What you have to do:
Count the lines below that carry the word "UploadedFile". Answer with that number alone.

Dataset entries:
____
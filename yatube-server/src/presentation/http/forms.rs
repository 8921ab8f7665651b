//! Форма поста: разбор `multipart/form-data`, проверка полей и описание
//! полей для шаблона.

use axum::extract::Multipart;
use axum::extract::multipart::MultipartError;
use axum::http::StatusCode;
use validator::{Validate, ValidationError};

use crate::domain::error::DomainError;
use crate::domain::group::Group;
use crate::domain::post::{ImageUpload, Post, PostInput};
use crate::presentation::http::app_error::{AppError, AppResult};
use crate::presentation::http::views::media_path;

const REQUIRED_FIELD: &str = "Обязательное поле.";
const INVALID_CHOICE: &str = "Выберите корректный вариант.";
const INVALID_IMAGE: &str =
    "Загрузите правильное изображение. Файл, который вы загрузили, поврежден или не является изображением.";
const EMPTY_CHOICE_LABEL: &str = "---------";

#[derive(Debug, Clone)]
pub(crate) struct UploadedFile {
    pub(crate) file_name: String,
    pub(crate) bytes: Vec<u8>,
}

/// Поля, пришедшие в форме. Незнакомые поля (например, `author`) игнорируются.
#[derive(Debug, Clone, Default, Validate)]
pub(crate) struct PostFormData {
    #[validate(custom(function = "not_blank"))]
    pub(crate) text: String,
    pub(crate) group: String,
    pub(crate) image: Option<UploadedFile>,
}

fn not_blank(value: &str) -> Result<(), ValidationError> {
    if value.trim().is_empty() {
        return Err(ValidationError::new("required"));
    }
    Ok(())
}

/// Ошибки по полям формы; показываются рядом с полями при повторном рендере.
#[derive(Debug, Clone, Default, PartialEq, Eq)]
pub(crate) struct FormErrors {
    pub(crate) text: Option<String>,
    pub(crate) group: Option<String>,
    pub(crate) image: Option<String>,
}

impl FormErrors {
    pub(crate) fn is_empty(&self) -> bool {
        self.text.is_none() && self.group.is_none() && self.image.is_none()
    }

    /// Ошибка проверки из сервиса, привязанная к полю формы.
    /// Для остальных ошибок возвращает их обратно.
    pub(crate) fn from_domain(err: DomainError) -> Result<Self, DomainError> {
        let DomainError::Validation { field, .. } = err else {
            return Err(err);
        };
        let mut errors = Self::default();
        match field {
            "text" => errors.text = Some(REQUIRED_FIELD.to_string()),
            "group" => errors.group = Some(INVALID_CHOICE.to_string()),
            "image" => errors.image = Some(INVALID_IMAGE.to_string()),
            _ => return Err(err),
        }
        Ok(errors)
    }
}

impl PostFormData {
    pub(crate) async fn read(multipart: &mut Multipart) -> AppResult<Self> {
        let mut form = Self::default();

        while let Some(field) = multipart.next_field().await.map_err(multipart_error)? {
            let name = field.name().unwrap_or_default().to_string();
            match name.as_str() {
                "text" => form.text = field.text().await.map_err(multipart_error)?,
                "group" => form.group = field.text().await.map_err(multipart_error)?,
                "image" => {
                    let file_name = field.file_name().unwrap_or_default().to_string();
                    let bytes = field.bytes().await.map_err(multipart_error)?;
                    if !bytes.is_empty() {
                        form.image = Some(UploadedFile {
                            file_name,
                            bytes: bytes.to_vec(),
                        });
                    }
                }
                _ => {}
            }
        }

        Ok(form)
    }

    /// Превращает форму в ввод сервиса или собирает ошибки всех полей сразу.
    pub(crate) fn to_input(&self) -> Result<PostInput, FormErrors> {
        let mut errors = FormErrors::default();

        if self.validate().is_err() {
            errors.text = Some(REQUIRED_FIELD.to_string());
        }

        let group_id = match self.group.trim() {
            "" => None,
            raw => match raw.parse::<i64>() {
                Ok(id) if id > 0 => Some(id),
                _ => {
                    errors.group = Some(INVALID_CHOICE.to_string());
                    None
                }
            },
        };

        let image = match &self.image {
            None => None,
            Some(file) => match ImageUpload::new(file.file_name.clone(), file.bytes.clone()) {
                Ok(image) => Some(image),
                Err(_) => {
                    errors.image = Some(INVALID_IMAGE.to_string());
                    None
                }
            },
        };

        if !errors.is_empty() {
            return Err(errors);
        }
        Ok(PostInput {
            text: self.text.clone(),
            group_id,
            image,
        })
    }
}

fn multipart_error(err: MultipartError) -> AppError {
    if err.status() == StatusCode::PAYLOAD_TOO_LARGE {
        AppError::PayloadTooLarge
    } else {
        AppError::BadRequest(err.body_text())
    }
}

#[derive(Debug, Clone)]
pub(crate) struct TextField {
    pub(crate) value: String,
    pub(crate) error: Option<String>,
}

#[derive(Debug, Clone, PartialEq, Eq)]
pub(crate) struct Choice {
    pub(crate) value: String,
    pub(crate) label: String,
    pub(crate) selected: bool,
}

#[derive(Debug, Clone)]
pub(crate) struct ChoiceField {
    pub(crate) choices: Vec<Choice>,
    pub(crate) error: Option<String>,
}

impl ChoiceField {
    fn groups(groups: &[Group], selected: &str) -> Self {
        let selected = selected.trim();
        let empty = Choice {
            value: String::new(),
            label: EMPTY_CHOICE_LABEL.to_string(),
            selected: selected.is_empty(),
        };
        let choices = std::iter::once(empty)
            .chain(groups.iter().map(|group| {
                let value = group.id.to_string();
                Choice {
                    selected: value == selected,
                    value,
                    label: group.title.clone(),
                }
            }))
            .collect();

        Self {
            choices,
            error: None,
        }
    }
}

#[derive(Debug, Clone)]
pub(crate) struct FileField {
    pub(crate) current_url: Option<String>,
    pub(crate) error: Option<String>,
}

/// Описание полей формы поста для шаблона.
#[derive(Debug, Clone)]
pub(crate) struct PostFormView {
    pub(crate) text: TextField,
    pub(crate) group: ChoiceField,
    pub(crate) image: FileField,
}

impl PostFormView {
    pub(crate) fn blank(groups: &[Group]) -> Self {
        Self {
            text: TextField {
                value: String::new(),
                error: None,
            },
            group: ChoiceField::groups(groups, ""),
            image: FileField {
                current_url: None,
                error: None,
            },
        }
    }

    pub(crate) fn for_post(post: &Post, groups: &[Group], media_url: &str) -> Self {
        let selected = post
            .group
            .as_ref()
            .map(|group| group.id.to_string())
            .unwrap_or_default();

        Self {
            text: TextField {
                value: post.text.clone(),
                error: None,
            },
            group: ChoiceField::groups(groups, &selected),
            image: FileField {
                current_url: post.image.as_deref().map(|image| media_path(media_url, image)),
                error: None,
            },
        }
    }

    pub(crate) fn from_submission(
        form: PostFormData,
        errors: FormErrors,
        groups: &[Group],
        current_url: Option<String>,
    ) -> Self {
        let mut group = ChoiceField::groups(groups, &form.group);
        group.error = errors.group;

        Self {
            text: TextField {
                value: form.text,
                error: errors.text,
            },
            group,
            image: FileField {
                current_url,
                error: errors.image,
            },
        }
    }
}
____
Result of the exercise:
3